--- Source data ---

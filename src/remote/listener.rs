//! Remote listener owned by the primary instance
//!
//! Binds the configured port on the loopback interface only and serves one
//! request/response exchange per accepted connection. Decoded commands are
//! handed to a [`RemoteCommandHandler`] (the GUI seam) and acknowledged once
//! accepted for processing; malformed or unexpected traffic is dropped
//! without a reply.
//!
//! A failure on one connection never reaches the accept loop or any other
//! connection.

use std::net::{Ipv4Addr, SocketAddr};
use std::sync::Arc;
use std::time::Duration;

use thiserror::Error;
use tokio::io::AsyncWriteExt;
use tokio::net::{TcpListener, TcpStream};
use tokio::sync::{mpsc, watch, Semaphore};
use tokio::task::JoinHandle;
use tokio::time::timeout;
use tracing::{debug, info, warn};

use super::protocol::{read_message, Envelope};

/// Default read deadline for an accepted connection
pub const DEFAULT_READ_TIMEOUT: Duration = Duration::from_secs(2);

/// Upper bound on concurrently handled connections. The port is
/// loopback-only, so this is a stall guard, not flood protection.
const MAX_CONCURRENT_CONNECTIONS: usize = 32;

/// Commands the listener hands to the GUI layer.
///
/// Both calls must return quickly relative to the read deadline; the
/// listener acknowledges once the command is accepted for processing, not
/// once the GUI has acted on it.
pub trait RemoteCommandHandler: Send + Sync + 'static {
    /// Open the forwarded library files in the running instance
    fn open_files(&self, paths: Vec<String>);

    /// Raise the main window
    fn focus_main_window(&self);
}

/// Command forwarded from a secondary launch, for channel-based handlers
#[derive(Debug, Clone, PartialEq, Eq)]
pub enum RemoteEvent {
    /// Open these library files
    OpenFiles(Vec<String>),
    /// Raise the main window
    FocusMainWindow,
}

/// A GUI event loop can consume remote commands straight from a channel.
/// Send failures mean the receiver is gone (application shutting down) and
/// are ignored.
impl RemoteCommandHandler for mpsc::UnboundedSender<RemoteEvent> {
    fn open_files(&self, paths: Vec<String>) {
        let _ = self.send(RemoteEvent::OpenFiles(paths));
    }

    fn focus_main_window(&self) {
        let _ = self.send(RemoteEvent::FocusMainWindow);
    }
}

/// Listener startup failures
#[derive(Debug, Error)]
pub enum ListenerError {
    /// The port is already bound by another process
    #[error("failed to bind 127.0.0.1:{port}: {source}")]
    BindFailure {
        port: u16,
        #[source]
        source: std::io::Error,
    },
}

/// Factory for the accept loop
pub struct RemoteListener {
    instance_id: String,
    read_timeout: Duration,
    handler: Arc<dyn RemoteCommandHandler>,
}

impl RemoteListener {
    /// Create a listener that answers PING with `instance_id` and forwards
    /// commands to `handler`
    pub fn new(instance_id: impl Into<String>, handler: Arc<dyn RemoteCommandHandler>) -> Self {
        Self {
            instance_id: instance_id.into(),
            read_timeout: DEFAULT_READ_TIMEOUT,
            handler,
        }
    }

    /// Set the per-connection read deadline
    pub fn with_read_timeout(mut self, read_timeout: Duration) -> Self {
        self.read_timeout = read_timeout;
        self
    }

    /// Bind `127.0.0.1:port` and start accepting connections.
    ///
    /// Port 0 asks the OS for a free port; the bound port is available from
    /// [`ListenerHandle::port`].
    pub async fn start(self, port: u16) -> Result<ListenerHandle, ListenerError> {
        let addr = SocketAddr::from((Ipv4Addr::LOCALHOST, port));
        let listener = TcpListener::bind(addr)
            .await
            .map_err(|source| ListenerError::BindFailure { port, source })?;
        let local_port = listener
            .local_addr()
            .map_err(|source| ListenerError::BindFailure { port, source })?
            .port();

        let (shutdown_tx, shutdown_rx) = watch::channel(false);
        let task = tokio::spawn(accept_loop(
            listener,
            self.instance_id,
            self.handler,
            self.read_timeout,
            shutdown_rx,
        ));

        info!(port = local_port, "remote listener started");
        Ok(ListenerHandle {
            port: local_port,
            shutdown: shutdown_tx,
            task,
        })
    }
}

/// Owner of the bound port for the lifetime of the primary instance.
///
/// Dropping the handle also stops the accept loop, but [`stop`] should be
/// preferred on shutdown so the port is known to be released before the
/// process reports it has exited.
///
/// [`stop`]: ListenerHandle::stop
#[derive(Debug)]
pub struct ListenerHandle {
    port: u16,
    shutdown: watch::Sender<bool>,
    task: JoinHandle<()>,
}

impl ListenerHandle {
    /// The actually bound port
    pub fn port(&self) -> u16 {
        self.port
    }

    /// Stop accepting connections and release the port.
    ///
    /// In-flight exchanges are allowed to finish; no new connections are
    /// accepted once this begins.
    pub async fn stop(self) {
        let port = self.port;
        let _ = self.shutdown.send(true);
        if let Err(e) = self.task.await {
            warn!(error = %e, "accept loop task failed");
        }
        info!(port, "remote listener stopped");
    }
}

async fn accept_loop(
    listener: TcpListener,
    instance_id: String,
    handler: Arc<dyn RemoteCommandHandler>,
    read_timeout: Duration,
    mut shutdown: watch::Receiver<bool>,
) {
    let permits = Arc::new(Semaphore::new(MAX_CONCURRENT_CONNECTIONS));

    loop {
        let accepted = tokio::select! {
            // Fires on stop() and when the handle is dropped
            _ = shutdown.changed() => break,
            accepted = listener.accept() => accepted,
        };

        match accepted {
            Ok((stream, peer)) => {
                // Shutdown stays observable even while every permit is held
                // by a stalled connection
                let permit = tokio::select! {
                    _ = shutdown.changed() => break,
                    permit = Arc::clone(&permits).acquire_owned() => match permit {
                        Ok(permit) => permit,
                        Err(_) => break, // semaphore closed, unreachable in practice
                    },
                };
                let instance_id = instance_id.clone();
                let handler = Arc::clone(&handler);
                tokio::spawn(async move {
                    let _permit = permit;
                    handle_connection(stream, peer, instance_id, handler, read_timeout).await;
                });
            }
            Err(e) => {
                warn!(error = %e, "accept failed");
            }
        }
    }

    debug!("accept loop exited");
}

/// Serve exactly one request/response exchange, then close.
///
/// Malformed traffic, unexpected tags, and expired read deadlines all end
/// the same way: the connection is dropped without a reply.
async fn handle_connection(
    mut stream: TcpStream,
    peer: SocketAddr,
    instance_id: String,
    handler: Arc<dyn RemoteCommandHandler>,
    read_timeout: Duration,
) {
    let request = match timeout(read_timeout, read_message(&mut stream)).await {
        Ok(Ok(bytes)) => match Envelope::decode(&bytes) {
            Ok(envelope) => envelope,
            Err(e) => {
                debug!(%peer, error = %e, "dropping malformed request");
                return;
            }
        },
        Ok(Err(e)) => {
            debug!(%peer, error = %e, "read failed");
            return;
        }
        Err(_) => {
            debug!(%peer, "read deadline exceeded");
            return;
        }
    };

    let reply = match request {
        Envelope::Ping => Envelope::Pong(instance_id),
        Envelope::SendCommandLineArguments(args) => {
            debug!(%peer, count = args.len(), "received forwarded arguments");
            handler.open_files(args);
            Envelope::Ok
        }
        Envelope::Focus => {
            handler.focus_main_window();
            Envelope::Ok
        }
        other => {
            // A request-side peer has no business sending response tags
            debug!(%peer, tag = other.tag(), "dropping unexpected request");
            return;
        }
    };

    if let Err(e) = write_reply(&mut stream, &reply).await {
        debug!(%peer, error = %e, "failed to write reply");
    }
}

async fn write_reply(stream: &mut TcpStream, reply: &Envelope) -> std::io::Result<()> {
    let payload = reply
        .encode()
        .map_err(|e| std::io::Error::new(std::io::ErrorKind::InvalidData, e))?;
    stream.write_all(&payload).await?;
    stream.shutdown().await
}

---

● Prompt: Lines from the first one above through the line containing "pub trait RemoteCommandHandler: Send" are to be retyped exactly, both included, and nothing more.

● Solved problem:
filename src/remote/listener.rs
//! Remote listener owned by the primary instance
//!
//! Binds the configured port on the loopback interface only and serves one
//! request/response exchange per accepted connection. Decoded commands are
//! handed to a [`RemoteCommandHandler`] (the GUI seam) and acknowledged once
//! accepted for processing; malformed or unexpected traffic is dropped
//! without a reply.
//!
//! A failure on one connection never reaches the accept loop or any other
//! connection.

use std::net::{Ipv4Addr, SocketAddr};
use std::sync::Arc;
use std::time::Duration;

use thiserror::Error;
use tokio::io::AsyncWriteExt;
use tokio::net::{TcpListener, TcpStream};
use tokio::sync::{mpsc, watch, Semaphore};
use tokio::task::JoinHandle;
use tokio::time::timeout;
use tracing::{debug, info, warn};

use super::protocol::{read_message, Envelope};

/// Default read deadline for an accepted connection
pub const DEFAULT_READ_TIMEOUT: Duration = Duration::from_secs(2);

/// Upper bound on concurrently handled connections. The port is
/// loopback-only, so this is a stall guard, not flood protection.
const MAX_CONCURRENT_CONNECTIONS: usize = 32;

/// Commands the listener hands to the GUI layer.
///
/// Both calls must return quickly relative to the read deadline; the
/// listener acknowledges once the command is accepted for processing, not
/// once the GUI has acted on it.
pub trait RemoteCommandHandler: Send + Sync + 'static {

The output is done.